Mandelson’s also a confirmed fan of mass migration, once boasting that Labour scoured the world for immigrants. That should go down a storm with Trump, who plans to resume building a wall along America’s southern border and deport millions of immigrants who have gained entry illegally.
He’s also got previous for insulting Trump, calling him a ‘danger to the world’ and ‘little short of a white nationalist and racist’, injudicious remarks unlikely to get his name on the guest list at Mar-a-Lago.
Nigel Farage has, patriotically, offered to smooth Mandelson’s introduction to Trump in Britain’s best interests, but he should be wary.
Don’t do it, Nige, he’s not worth it.
Most people who come into contact with Mandelson eventually live to regret it.
Last time I saw Mandelson he was having lunch with Ginge Rayner, who was leaning in like a lovesick schoolgirl, hanging on his every word.
Was he plotting against Starmer? Who knows? All we do know for certain is that Ginge is out in the cold these days, her nominal job as Deputy PM being done by one of Starmer’s cronies.
Mandelson has obviously decided to throw in his lot with Starmer for now and has got his reward in Washington. That won’t stop him turning on the PM when he senses the game’s up.
Oh, and don’t forget, while Prince Andrew has been cast into the outer darkness, Mandelson, too, was in convicted paedophile Jeffrey Epstein’s little black book and was a willing recipient of his hospitality.

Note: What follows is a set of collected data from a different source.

use dashmap::DashSet;
use relaycore::WorkflowId;
use std::sync::Arc;

/// Tracks which workflows currently have a run in progress
#[derive(Clone, Default)]
pub struct LeaseTable {
    active: Arc<DashSet<WorkflowId>>,
}

impl LeaseTable {
    pub fn new() -> Self {
        Self::default()
    }

    /// Take the lease for `workflow_id`, or `None` if another run holds it.
    pub fn acquire(&self, workflow_id: &str) -> Option<Lease> {
        if !self.active.insert(workflow_id.to_string()) {
            return None;
        }
        Some(Lease {
            workflow_id: workflow_id.to_string(),
            active: Arc::clone(&self.active),
        })
    }

    pub fn is_held(&self, workflow_id: &str) -> bool {
        self.active.contains(workflow_id)
    }
}

/// Released on drop
pub struct Lease {
    workflow_id: WorkflowId,
    active: Arc<DashSet<WorkflowId>>,
}

impl Drop for Lease {
    fn drop(&mut self) {
        self.active.remove(&self.workflow_id);
    }
}
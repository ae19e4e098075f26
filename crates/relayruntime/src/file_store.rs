use crate::store::{search_sorted, WorkflowStore};
use async_trait::async_trait;
use relaycore::{StoreError, Workflow, WorkflowId};
use std::collections::HashMap;
use std::path::PathBuf;
use tokio::sync::RwLock;

/// Store that keeps every workflow in one JSON document on disk
///
/// The file holds a JSON array of workflows. Each write rewrites the whole
/// file through a temporary sibling and a rename. Memory only changes once
/// the file has been written.
pub struct JsonFileStore {
    path: PathBuf,
    workflows: RwLock<HashMap<WorkflowId, Workflow>>,
}

impl JsonFileStore {
    /// Open `path`, starting empty when the file does not exist yet
    pub async fn open(path: impl Into<PathBuf>) -> Result<Self, StoreError> {
        let path = path.into();
        let workflows = match tokio::fs::read(&path).await {
            Ok(bytes) => {
                let list: Vec<Workflow> = serde_json::from_slice(&bytes)?;
                list.into_iter()
                    .map(|w| (w.workflow_id.clone(), w))
                    .collect()
            }
            Err(e) if e.kind() == std::io::ErrorKind::NotFound => HashMap::new(),
            Err(e) => return Err(e.into()),
        };

        tracing::info!("Opened workflow store {} ({} workflows)", path.display(), workflows.len());

        Ok(Self {
            path,
            workflows: RwLock::new(workflows),
        })
    }

    async fn persist(&self, workflows: &HashMap<WorkflowId, Workflow>) -> Result<(), StoreError> {
        let mut list: Vec<&Workflow> = workflows.values().collect();
        list.sort_by(|a, b| a.created_on.cmp(&b.created_on));
        let json = serde_json::to_vec_pretty(&list)?;

        let tmp = self.path.with_extension("json.tmp");
        tokio::fs::write(&tmp, json).await?;
        tokio::fs::rename(&tmp, &self.path).await?;
        Ok(())
    }
}

#[async_trait]
impl WorkflowStore for JsonFileStore {
    async fn find_by_workflow_id(&self, workflow_id: &str) -> Result<Option<Workflow>, StoreError> {
        Ok(self.workflows.read().await.get(workflow_id).cloned())
    }

    async fn save(&self, workflow: &Workflow) -> Result<(), StoreError> {
        let mut workflows = self.workflows.write().await;
        let mut next = workflows.clone();
        next.insert(workflow.workflow_id.clone(), workflow.clone());
        self.persist(&next).await?;
        *workflows = next;
        Ok(())
    }

    async fn insert(&self, workflow: Workflow) -> Result<Workflow, StoreError> {
        let mut workflows = self.workflows.write().await;
        if workflows.contains_key(&workflow.workflow_id) {
            return Err(StoreError::Duplicate(workflow.workflow_id));
        }
        let mut next = workflows.clone();
        next.insert(workflow.workflow_id.clone(), workflow.clone());
        self.persist(&next).await?;
        *workflows = next;
        Ok(workflow)
    }

    async fn list(&self, search: Option<&str>) -> Result<Vec<Workflow>, StoreError> {
        let workflows = self.workflows.read().await;
        Ok(search_sorted(workflows.values(), search))
    }
}
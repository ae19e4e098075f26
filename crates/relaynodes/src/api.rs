use async_trait::async_trait;
use relaycore::action::API_ACTION;
use relaycore::{ActionContext, ActionError, ActionExecutor, ActionOutput, ApiAction};
use relayruntime::{ExecutorFactory, ExecutorMetadata};
use reqwest::header::{HeaderMap, HeaderName, HeaderValue};
use reqwest::Method;
use serde_json::{Map, Value};

/// Executor for `api` nodes: one outbound HTTP request per node
pub struct ApiExecutor {
    client: reqwest::Client,
}

impl ApiExecutor {
    pub fn new() -> Self {
        Self::with_client(reqwest::Client::new())
    }

    pub fn with_client(client: reqwest::Client) -> Self {
        Self { client }
    }
}

impl Default for ApiExecutor {
    fn default() -> Self {
        Self::new()
    }
}

#[async_trait]
impl ActionExecutor for ApiExecutor {
    fn node_type(&self) -> &str {
        API_ACTION
    }

    async fn execute(&self, ctx: ActionContext) -> Result<ActionOutput, ActionError> {
        let action = ApiAction::from_fields(&ctx.fields);

        // Both JSON fields are checked before anything touches the network.
        let headers = action.headers()?;
        let body = action.body()?;

        let endpoint = action
            .endpoint
            .as_deref()
            .ok_or_else(|| ActionError::Api("missing Endpoint field".to_string()))?;
        let method_name = action.method();
        let method = Method::from_bytes(method_name.as_bytes())
            .map_err(|_| ActionError::Api(format!("invalid HTTP method: {}", method_name)))?;

        ctx.events.info(format!("{} {}", method, endpoint));

        let response = self
            .client
            .request(method, endpoint)
            .headers(header_map(headers)?)
            .json(&body)
            .send()
            .await
            .map_err(|e| ActionError::Api(e.to_string()))?;

        let status = response.status();
        let text = response
            .text()
            .await
            .map_err(|e| ActionError::Api(format!("Failed to read response: {}", e)))?;

        if !status.is_success() {
            ctx.events.warn(format!("Response status: {}", status.as_u16()));
            return Err(ActionError::Api(format!(
                "Request failed with status code {}",
                status.as_u16()
            )));
        }

        ctx.events.info(format!("Response status: {}", status.as_u16()));
        let body = serde_json::from_str(&text).unwrap_or(Value::String(text));
        Ok(ActionOutput::new().with_response(status.as_u16(), body))
    }
}

/// Non-string JSON values are sent as their JSON text
fn header_map(headers: Map<String, Value>) -> Result<HeaderMap, ActionError> {
    let mut map = HeaderMap::new();
    for (name, value) in headers {
        let text = match value {
            Value::String(s) => s,
            other => other.to_string(),
        };
        let header_name = HeaderName::from_bytes(name.as_bytes())
            .map_err(|e| ActionError::Api(format!("invalid header name {}: {}", name, e)))?;
        let header_value = HeaderValue::from_str(&text)
            .map_err(|e| ActionError::Api(format!("invalid value for header {}: {}", name, e)))?;
        map.insert(header_name, header_value);
    }
    Ok(map)
}

pub struct ApiExecutorFactory {
    client: reqwest::Client,
}

impl ApiExecutorFactory {
    pub fn new() -> Self {
        Self {
            client: reqwest::Client::new(),
        }
    }
}

impl Default for ApiExecutorFactory {
    fn default() -> Self {
        Self::new()
    }
}

impl ExecutorFactory for ApiExecutorFactory {
    fn create(&self) -> Result<Box<dyn ActionExecutor>, ActionError> {
        Ok(Box::new(ApiExecutor::with_client(self.client.clone())))
    }

    fn node_type(&self) -> &str {
        API_ACTION
    }

    fn metadata(&self) -> ExecutorMetadata {
        ExecutorMetadata {
            description: "Make HTTP requests (Endpoint, Method, Headers, Body)".to_string(),
            category: "http".to_string(),
        }
    }
}

#[cfg(test)]
mod tests {
    use super::*;
    use serde_json::json;

    #[test]
    fn test_header_map_stringifies_values() {
        let headers = json!({"X-Retry": 3, "Authorization": "Bearer t"});
        let map = header_map(headers.as_object().unwrap().clone()).unwrap();
        assert_eq!(map["x-retry"], "3");
        assert_eq!(map["authorization"], "Bearer t");
    }

    #[test]
    fn test_header_map_rejects_bad_name() {
        let headers = json!({"bad name": "x"});
        let err = header_map(headers.as_object().unwrap().clone()).unwrap_err();
        assert_eq!(err.kind(), "ApiError");
    }
}
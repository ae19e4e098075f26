use crate::{events::EventEmitter, ActionError, Field, NodeId, NodeResult, WorkflowId};
use async_trait::async_trait;
use chrono::{DateTime, Utc};
use serde::{Deserialize, Serialize};

/// Performs the side effect of one node kind
#[async_trait]
pub trait ActionExecutor: Send + Sync {
    /// Action kind this executor handles (e.g. "api", "email")
    fn node_type(&self) -> &str;

    /// Execute one node
    async fn execute(&self, ctx: ActionContext) -> Result<ActionOutput, ActionError>;

    /// Optional: release resources held for the current run
    async fn shutdown(&self) {}
}

/// Execution context passed to each executor
#[derive(Clone)]
pub struct ActionContext {
    pub workflow_id: WorkflowId,
    pub node_id: NodeId,

    /// Raw parameter list of the node
    pub fields: Vec<Field>,

    /// Event emitter for real-time updates
    pub events: EventEmitter,
}

impl ActionContext {
    pub fn new(
        workflow_id: impl Into<WorkflowId>,
        node_id: impl Into<NodeId>,
        fields: Vec<Field>,
        events: EventEmitter,
    ) -> Self {
        Self {
            workflow_id: workflow_id.into(),
            node_id: node_id.into(),
            fields,
            events,
        }
    }
}

/// Output of a successful node execution
#[derive(Debug, Clone, Default, PartialEq, Serialize, Deserialize)]
pub struct ActionOutput {
    pub response: Option<serde_json::Value>,
    pub status: Option<u16>,
}

impl ActionOutput {
    pub fn new() -> Self {
        Self::default()
    }

    pub fn with_response(mut self, status: u16, response: serde_json::Value) -> Self {
        self.status = Some(status);
        self.response = Some(response);
        self
    }

    /// Sidecar entry for this output; `None` when nothing was captured.
    pub fn to_result(&self, recorded_on: DateTime<Utc>) -> Option<NodeResult> {
        self.response.as_ref().map(|response| NodeResult {
            response: response.clone(),
            status: self.status,
            recorded_on,
        })
    }
}
use crate::lease::LeaseTable;
use crate::registry::ExecutorRegistry;
use crate::store::WorkflowStore;
use crate::walker::{GraphWalker, WalkOutcome};
use chrono::Utc;
use relaycore::{EventBus, ExecutionError, ExecutionEvent, ExecutionId, Workflow};
use std::sync::Arc;
use std::time::Instant;

/// Runs workflows and owns their lifecycle state
///
/// A run moves the stored workflow to `running`, walks its nodes, and
/// finishes in `passed` or `failed`. Only one run per workflow id may be in
/// progress; a second start is rejected with [`ExecutionError::Conflict`].
pub struct WorkflowEngine {
    registry: Arc<ExecutorRegistry>,
    store: Arc<dyn WorkflowStore>,
    walker: GraphWalker,
    event_bus: Arc<EventBus>,
    leases: LeaseTable,
}

impl WorkflowEngine {
    pub fn new(registry: Arc<ExecutorRegistry>, store: Arc<dyn WorkflowStore>) -> Self {
        Self::with_config(registry, store, RuntimeConfig::default())
    }

    pub fn with_config(
        registry: Arc<ExecutorRegistry>,
        store: Arc<dyn WorkflowStore>,
        config: RuntimeConfig,
    ) -> Self {
        Self {
            registry,
            store,
            walker: GraphWalker::new(),
            event_bus: Arc::new(EventBus::new(config.event_buffer_size)),
            leases: LeaseTable::new(),
        }
    }

    pub fn registry(&self) -> &Arc<ExecutorRegistry> {
        &self.registry
    }

    pub fn store(&self) -> &Arc<dyn WorkflowStore> {
        &self.store
    }

    pub fn subscribe_events(&self) -> tokio::sync::broadcast::Receiver<ExecutionEvent> {
        self.event_bus.subscribe()
    }

    pub fn is_running(&self, workflow_id: &str) -> bool {
        self.leases.is_held(workflow_id)
    }

    /// Execute a stored workflow and return it in its final state
    pub async fn execute_workflow(&self, workflow_id: &str) -> Result<Workflow, ExecutionError> {
        let _lease = self
            .leases
            .acquire(workflow_id)
            .ok_or_else(|| ExecutionError::Conflict(workflow_id.to_string()))?;

        let mut workflow = self
            .store
            .find_by_workflow_id(workflow_id)
            .await?
            .ok_or_else(|| ExecutionError::NotFound(workflow_id.to_string()))?;

        let execution_id = ExecutionId::new_v4();
        let start_time = Instant::now();

        workflow.begin_run(Utc::now());
        self.store.save(&workflow).await?;

        tracing::info!(
            workflow_id = %workflow.workflow_id,
            %execution_id,
            nodes = workflow.nodes.len(),
            "Starting workflow run"
        );
        self.event_bus.emit(ExecutionEvent::RunStarted {
            execution_id,
            workflow_id: workflow.workflow_id.clone(),
            timestamp: Utc::now(),
        });

        let dispatch = self.registry.dispatch_for(&workflow);
        let report = self
            .walker
            .walk(&workflow, &dispatch, &self.event_bus, execution_id)
            .await;
        dispatch.shutdown().await;

        let recorded_on = Utc::now();
        for (node_id, output) in &report.outputs {
            if let Some(result) = output.to_result(recorded_on) {
                workflow.record_result(node_id.clone(), result);
            }
        }

        let outcome = match report.outcome {
            WalkOutcome::Success => {
                workflow.complete_run();
                Ok(())
            }
            WalkOutcome::Failure { node_id, error } => {
                workflow.fail_run(&error);
                Err(ExecutionError::Failed { node_id, error })
            }
        };

        if let Err(e) = self.store.save(&workflow).await {
            tracing::error!(
                workflow_id = %workflow.workflow_id,
                "Failed to persist {} run: {}",
                workflow.status,
                e
            );
            return Err(e.into());
        }

        let duration_ms = start_time.elapsed().as_millis() as u64;
        tracing::info!(
            workflow_id = %workflow.workflow_id,
            %execution_id,
            status = %workflow.status,
            dispatched = report.dispatched,
            skipped = report.skipped,
            duration_ms,
            "Workflow run finished"
        );
        self.event_bus.emit(ExecutionEvent::RunCompleted {
            execution_id,
            workflow_id: workflow.workflow_id.clone(),
            status: workflow.status,
            duration_ms,
            timestamp: Utc::now(),
        });

        outcome.map(|_| workflow)
    }
}

/// Configuration for the engine
#[derive(Debug, Clone)]
pub struct RuntimeConfig {
    pub event_buffer_size: usize,
}

impl RuntimeConfig {
    /// Read `EVENT_BUFFER_SIZE`, falling back to the default when unset or invalid
    pub fn from_env() -> Self {
        let mut config = Self::default();
        if let Some(size) = std::env::var("EVENT_BUFFER_SIZE")
            .ok()
            .and_then(|v| v.parse().ok())
            .filter(|size: &usize| *size > 0)
        {
            config.event_buffer_size = size;
        }
        config
    }
}

impl Default for RuntimeConfig {
    fn default() -> Self {
        Self {
            event_buffer_size: 1000,
        }
    }
}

The only thing we can be sure of is that he wasn’t there for the under-age girls.
Starmer has since disappeared on holiday and hasn’t properly outlined his reasons for appointing Mandelson.
He recently sacked Transport Secretary Louise Haigh, the bird with the burgundy barnet, for fraudulently obtaining a mobile phone.
So perhaps he can explain why he thinks someone who was forced to resign as a minister for fraudulently obtaining a mortgage is a fit and proper person to represent our country as Ambassador to our closest ally.
Of all Starmer’s recent decisions, including scrapping the winter fuel allowance for pensioners and knocking out the Chagos Islands to the Chinese, sending Mandelson to Washington is perhaps the most shameful yet.
And it won’t look any better come New Year’s Eve, either. See you then.